The task:
The lines needed are those below that contain the word "TuiBuilderLogic"; copy each one.

Top of Input data

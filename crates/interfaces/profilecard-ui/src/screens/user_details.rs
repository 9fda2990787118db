use crate::components::{profile_content, profile_picture};
use crate::textures::AvatarTextures;
use crate::theme::*;
use eframe::egui;
use egui_taffy::taffy::prelude::{length, percent};
use egui_taffy::{taffy, TuiBuilderLogic};
use profilecard_app_core::viewmodel::{DetailBody, UserDetailsVm};
use profilecard_config::DETAIL_AVATAR_SIZE;

pub fn draw<'a>(tui: impl TuiBuilderLogic<'a>, vm: &UserDetailsVm, textures: &mut AvatarTextures) {
    tui.style(taffy::Style {
        flex_direction: taffy::FlexDirection::Column,
        align_items: Some(taffy::AlignItems::Center),
        justify_content: Some(taffy::JustifyContent::Start),
        flex_grow: 1.0,
        size: taffy::Size {
            width: percent(1.),
            height: percent(1.),
        },
        overflow: taffy::Point {
            x: taffy::Overflow::Hidden,
            y: taffy::Overflow::Scroll,
        },
        ..Default::default()
    })
    .add(|tui| match &vm.body {
        DetailBody::Profile(card) => {
            tui.ui(|ui| profile_picture::draw(ui, &card.avatar, DETAIL_AVATAR_SIZE, textures));
            profile_content::draw(
                &mut *tui,
                &card.name,
                card.status_label,
                card.emphasized,
                taffy::AlignItems::Center,
            );
        }
        DetailBody::NotFound { message, .. } => {
            tui.style(taffy::Style {
                flex_direction: taffy::FlexDirection::Column,
                align_items: Some(taffy::AlignItems::Center),
                padding: length(24.0),
                gap: length(8.0),
                ..Default::default()
            })
            .add(|tui| {
                tui.label(
                    egui::RichText::new("Profile not found")
                        .size(24.0)
                        .strong()
                        .color(COL_ERROR),
                );
                tui.label(
                    egui::RichText::new(message)
                        .size(14.0)
                        .color(COL_TEXT.gamma_multiply(ALPHA_MEDIUM)),
                );
            });
        }
    });
}
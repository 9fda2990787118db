use async_trait::async_trait;
use profilecard_core::ProfileStore;
use profilecard_infra::{AvatarFetcher, AvatarImage};

use crate::app_core::AppStore;
use crate::avatar::{AvatarRequest, AvatarTransform};
use crate::kernel::AppKernel;
use crate::ports::AvatarLoader;

/// Loads avatars over HTTP or from disk through the shared fetcher.
pub struct HttpAvatarLoader {
    fetcher: AvatarFetcher,
}

impl Default for HttpAvatarLoader {
    fn default() -> Self {
        Self::new()
    }
}

impl HttpAvatarLoader {
    pub fn new() -> Self {
        let client = profilecard_infra::default_http_client().unwrap_or_else(|e| {
            tracing::warn!("Falling back to default HTTP client: {e}");
            reqwest::Client::new()
        });
        Self {
            fetcher: AvatarFetcher::new(client),
        }
    }
}

#[async_trait]
impl AvatarLoader for HttpAvatarLoader {
    async fn load(&self, request: &AvatarRequest) -> anyhow::Result<AvatarImage> {
        match request.transform {
            AvatarTransform::CircleCrop => Ok(self
                .fetcher
                .fetch_avatar(&request.reference, request.size_px)
                .await?),
        }
    }
}

pub type ProfileCardApplication = AppKernel<HttpAvatarLoader>;

impl AppKernel<HttpAvatarLoader> {
    /// Production wiring: the given store plus network-backed avatars.
    pub fn with_store(profiles: ProfileStore) -> Self {
        AppKernel::new(AppStore::default(), profiles, HttpAvatarLoader::new())
    }
}
use std::collections::HashMap;

use profilecard_core::{ProfileId, Route};

use crate::avatar::AvatarState;
use crate::navigation::Router;

/// Identity of one mounted view instance. A new id is minted every time a
/// route is pushed, so two visits to the same route never share state.
pub type ViewId = uuid::Uuid;

#[derive(Debug, Clone, Copy, PartialEq, Eq)]
pub struct NavFrame {
    pub route: Route,
    pub view_id: ViewId,
}

impl NavFrame {
    pub fn new(route: Route) -> Self {
        Self {
            route,
            view_id: uuid::Uuid::new_v4(),
        }
    }
}

#[derive(Debug, Clone, Copy, PartialEq, Eq, Hash)]
pub struct AvatarKey {
    pub view_id: ViewId,
    pub profile_id: ProfileId,
}

#[derive(Debug, Clone, Default)]
pub struct AppState {
    pub router: Router,
    pub avatars: HashMap<AvatarKey, AvatarState>,
    pub last_error: Option<String>,
}

impl AppState {
    pub fn avatar(&self, key: &AvatarKey) -> Option<&AvatarState> {
        self.avatars.get(key)
    }
}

Bottom of Input data

Response area:
use egui_taffy::{taffy, TuiBuilderLogic};
pub fn draw<'a>(tui: impl TuiBuilderLogic<'a>, vm: &UserDetailsVm, textures: &mut AvatarTextures) {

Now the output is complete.